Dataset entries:
_ _ _

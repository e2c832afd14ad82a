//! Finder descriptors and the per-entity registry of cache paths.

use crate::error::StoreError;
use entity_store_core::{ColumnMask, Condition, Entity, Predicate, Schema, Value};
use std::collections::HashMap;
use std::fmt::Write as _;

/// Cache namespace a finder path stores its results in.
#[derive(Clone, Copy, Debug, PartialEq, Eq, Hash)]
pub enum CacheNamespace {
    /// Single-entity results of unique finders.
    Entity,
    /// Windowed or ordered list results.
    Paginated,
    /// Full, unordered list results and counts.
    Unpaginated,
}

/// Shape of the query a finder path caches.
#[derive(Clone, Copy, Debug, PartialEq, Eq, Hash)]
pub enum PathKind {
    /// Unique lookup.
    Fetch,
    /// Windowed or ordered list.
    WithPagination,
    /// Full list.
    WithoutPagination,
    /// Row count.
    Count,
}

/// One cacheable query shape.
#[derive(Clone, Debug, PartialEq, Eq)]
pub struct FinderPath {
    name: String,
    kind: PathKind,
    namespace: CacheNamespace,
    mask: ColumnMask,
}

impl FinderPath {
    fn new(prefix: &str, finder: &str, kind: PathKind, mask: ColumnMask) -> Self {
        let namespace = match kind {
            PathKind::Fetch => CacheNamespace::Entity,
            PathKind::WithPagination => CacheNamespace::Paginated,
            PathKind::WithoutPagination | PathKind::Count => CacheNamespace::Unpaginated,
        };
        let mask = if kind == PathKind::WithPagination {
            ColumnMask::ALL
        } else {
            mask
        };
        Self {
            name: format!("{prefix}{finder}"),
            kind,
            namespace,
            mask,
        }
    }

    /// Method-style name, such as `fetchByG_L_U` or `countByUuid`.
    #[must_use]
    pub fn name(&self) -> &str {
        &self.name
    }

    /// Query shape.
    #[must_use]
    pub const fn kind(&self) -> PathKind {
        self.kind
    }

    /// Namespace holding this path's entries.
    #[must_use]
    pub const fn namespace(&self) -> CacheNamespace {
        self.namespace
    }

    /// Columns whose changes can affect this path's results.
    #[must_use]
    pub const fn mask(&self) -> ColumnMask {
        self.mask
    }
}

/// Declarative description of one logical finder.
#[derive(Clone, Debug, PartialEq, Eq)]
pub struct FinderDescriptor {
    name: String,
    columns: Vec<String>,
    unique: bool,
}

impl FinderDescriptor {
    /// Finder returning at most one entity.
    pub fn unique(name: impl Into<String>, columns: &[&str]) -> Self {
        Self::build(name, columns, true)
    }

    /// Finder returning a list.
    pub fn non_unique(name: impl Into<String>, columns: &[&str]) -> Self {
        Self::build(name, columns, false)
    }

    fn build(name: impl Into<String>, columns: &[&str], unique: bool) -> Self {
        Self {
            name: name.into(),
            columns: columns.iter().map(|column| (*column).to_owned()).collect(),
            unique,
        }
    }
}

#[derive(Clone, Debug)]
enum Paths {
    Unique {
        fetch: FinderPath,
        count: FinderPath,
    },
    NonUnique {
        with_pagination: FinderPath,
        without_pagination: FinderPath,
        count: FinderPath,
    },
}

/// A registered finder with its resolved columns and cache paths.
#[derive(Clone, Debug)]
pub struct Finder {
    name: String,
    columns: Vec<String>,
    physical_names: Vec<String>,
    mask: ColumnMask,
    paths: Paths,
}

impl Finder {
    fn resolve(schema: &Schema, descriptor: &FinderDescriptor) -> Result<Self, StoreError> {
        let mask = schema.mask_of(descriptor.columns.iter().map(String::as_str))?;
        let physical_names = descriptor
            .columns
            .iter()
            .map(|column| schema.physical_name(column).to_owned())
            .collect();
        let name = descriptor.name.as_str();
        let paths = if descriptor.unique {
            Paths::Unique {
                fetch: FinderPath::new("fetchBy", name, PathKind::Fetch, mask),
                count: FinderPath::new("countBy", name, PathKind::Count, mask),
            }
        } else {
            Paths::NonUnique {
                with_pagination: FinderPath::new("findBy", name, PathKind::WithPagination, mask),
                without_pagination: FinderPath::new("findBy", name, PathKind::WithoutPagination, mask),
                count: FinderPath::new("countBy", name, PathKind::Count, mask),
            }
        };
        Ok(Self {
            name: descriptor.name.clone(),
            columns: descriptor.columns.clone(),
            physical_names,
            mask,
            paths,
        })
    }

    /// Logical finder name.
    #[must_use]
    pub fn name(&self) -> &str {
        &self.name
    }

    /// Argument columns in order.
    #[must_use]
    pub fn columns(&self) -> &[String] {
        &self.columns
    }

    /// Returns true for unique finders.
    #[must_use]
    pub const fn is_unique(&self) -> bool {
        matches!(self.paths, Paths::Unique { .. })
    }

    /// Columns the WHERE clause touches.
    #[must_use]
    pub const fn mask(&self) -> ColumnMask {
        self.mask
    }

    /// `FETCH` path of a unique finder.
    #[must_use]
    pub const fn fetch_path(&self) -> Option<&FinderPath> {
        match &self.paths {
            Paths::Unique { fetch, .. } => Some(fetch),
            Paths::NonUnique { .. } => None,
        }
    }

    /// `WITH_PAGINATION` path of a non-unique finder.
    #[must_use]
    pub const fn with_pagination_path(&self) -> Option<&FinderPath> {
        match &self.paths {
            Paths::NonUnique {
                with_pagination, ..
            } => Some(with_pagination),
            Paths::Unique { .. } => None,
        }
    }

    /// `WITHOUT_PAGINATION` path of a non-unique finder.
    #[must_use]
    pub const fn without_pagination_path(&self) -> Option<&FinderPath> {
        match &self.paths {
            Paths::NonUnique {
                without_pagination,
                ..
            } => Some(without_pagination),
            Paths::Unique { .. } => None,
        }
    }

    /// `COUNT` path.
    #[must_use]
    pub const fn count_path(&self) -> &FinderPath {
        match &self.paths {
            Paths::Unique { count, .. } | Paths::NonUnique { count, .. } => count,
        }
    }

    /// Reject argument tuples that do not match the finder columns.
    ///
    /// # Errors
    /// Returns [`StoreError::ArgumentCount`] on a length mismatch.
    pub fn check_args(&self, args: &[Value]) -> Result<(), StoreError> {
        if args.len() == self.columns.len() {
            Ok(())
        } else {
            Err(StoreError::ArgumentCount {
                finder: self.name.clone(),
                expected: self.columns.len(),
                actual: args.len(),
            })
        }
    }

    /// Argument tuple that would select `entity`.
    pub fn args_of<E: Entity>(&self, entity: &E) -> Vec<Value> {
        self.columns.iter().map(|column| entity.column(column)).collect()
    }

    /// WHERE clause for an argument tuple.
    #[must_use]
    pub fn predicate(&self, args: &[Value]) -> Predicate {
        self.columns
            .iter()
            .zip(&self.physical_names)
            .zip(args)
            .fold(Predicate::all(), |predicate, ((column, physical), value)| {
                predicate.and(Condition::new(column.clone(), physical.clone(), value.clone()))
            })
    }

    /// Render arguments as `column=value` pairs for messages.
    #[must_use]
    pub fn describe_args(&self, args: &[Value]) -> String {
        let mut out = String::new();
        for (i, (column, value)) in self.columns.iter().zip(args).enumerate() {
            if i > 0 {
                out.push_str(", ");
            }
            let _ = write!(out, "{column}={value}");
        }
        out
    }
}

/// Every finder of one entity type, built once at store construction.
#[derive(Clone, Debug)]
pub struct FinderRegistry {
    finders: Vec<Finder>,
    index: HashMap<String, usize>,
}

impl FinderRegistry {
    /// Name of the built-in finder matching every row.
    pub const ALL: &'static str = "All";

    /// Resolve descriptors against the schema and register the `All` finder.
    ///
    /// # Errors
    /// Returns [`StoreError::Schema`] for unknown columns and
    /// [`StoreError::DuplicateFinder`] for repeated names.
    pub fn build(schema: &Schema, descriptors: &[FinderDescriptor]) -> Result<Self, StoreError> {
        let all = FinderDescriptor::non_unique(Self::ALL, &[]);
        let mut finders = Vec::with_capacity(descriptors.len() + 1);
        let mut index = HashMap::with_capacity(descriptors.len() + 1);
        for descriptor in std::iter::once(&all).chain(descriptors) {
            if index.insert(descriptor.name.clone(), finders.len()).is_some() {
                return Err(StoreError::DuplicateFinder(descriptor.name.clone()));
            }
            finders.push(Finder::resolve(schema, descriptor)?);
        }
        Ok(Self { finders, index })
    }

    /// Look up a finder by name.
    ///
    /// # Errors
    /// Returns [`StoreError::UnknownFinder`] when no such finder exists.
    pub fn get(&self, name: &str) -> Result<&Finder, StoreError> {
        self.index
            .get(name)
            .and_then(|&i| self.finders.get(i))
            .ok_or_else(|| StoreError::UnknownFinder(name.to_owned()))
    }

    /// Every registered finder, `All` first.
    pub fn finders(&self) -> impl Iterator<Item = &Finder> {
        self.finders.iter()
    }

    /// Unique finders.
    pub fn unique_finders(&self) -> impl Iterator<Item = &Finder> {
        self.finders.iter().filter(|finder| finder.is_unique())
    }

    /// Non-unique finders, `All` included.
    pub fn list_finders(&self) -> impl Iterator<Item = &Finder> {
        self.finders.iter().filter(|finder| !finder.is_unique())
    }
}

_ _ _

Reproduce every line from the entries that holds the word "Returns".

# Solution to the problem:
    /// Returns true for unique finders.
    /// Returns [`StoreError::ArgumentCount`] on a length mismatch.
    /// Returns [`StoreError::Schema`] for unknown columns and
    /// Returns [`StoreError::UnknownFinder`] when no such finder exists.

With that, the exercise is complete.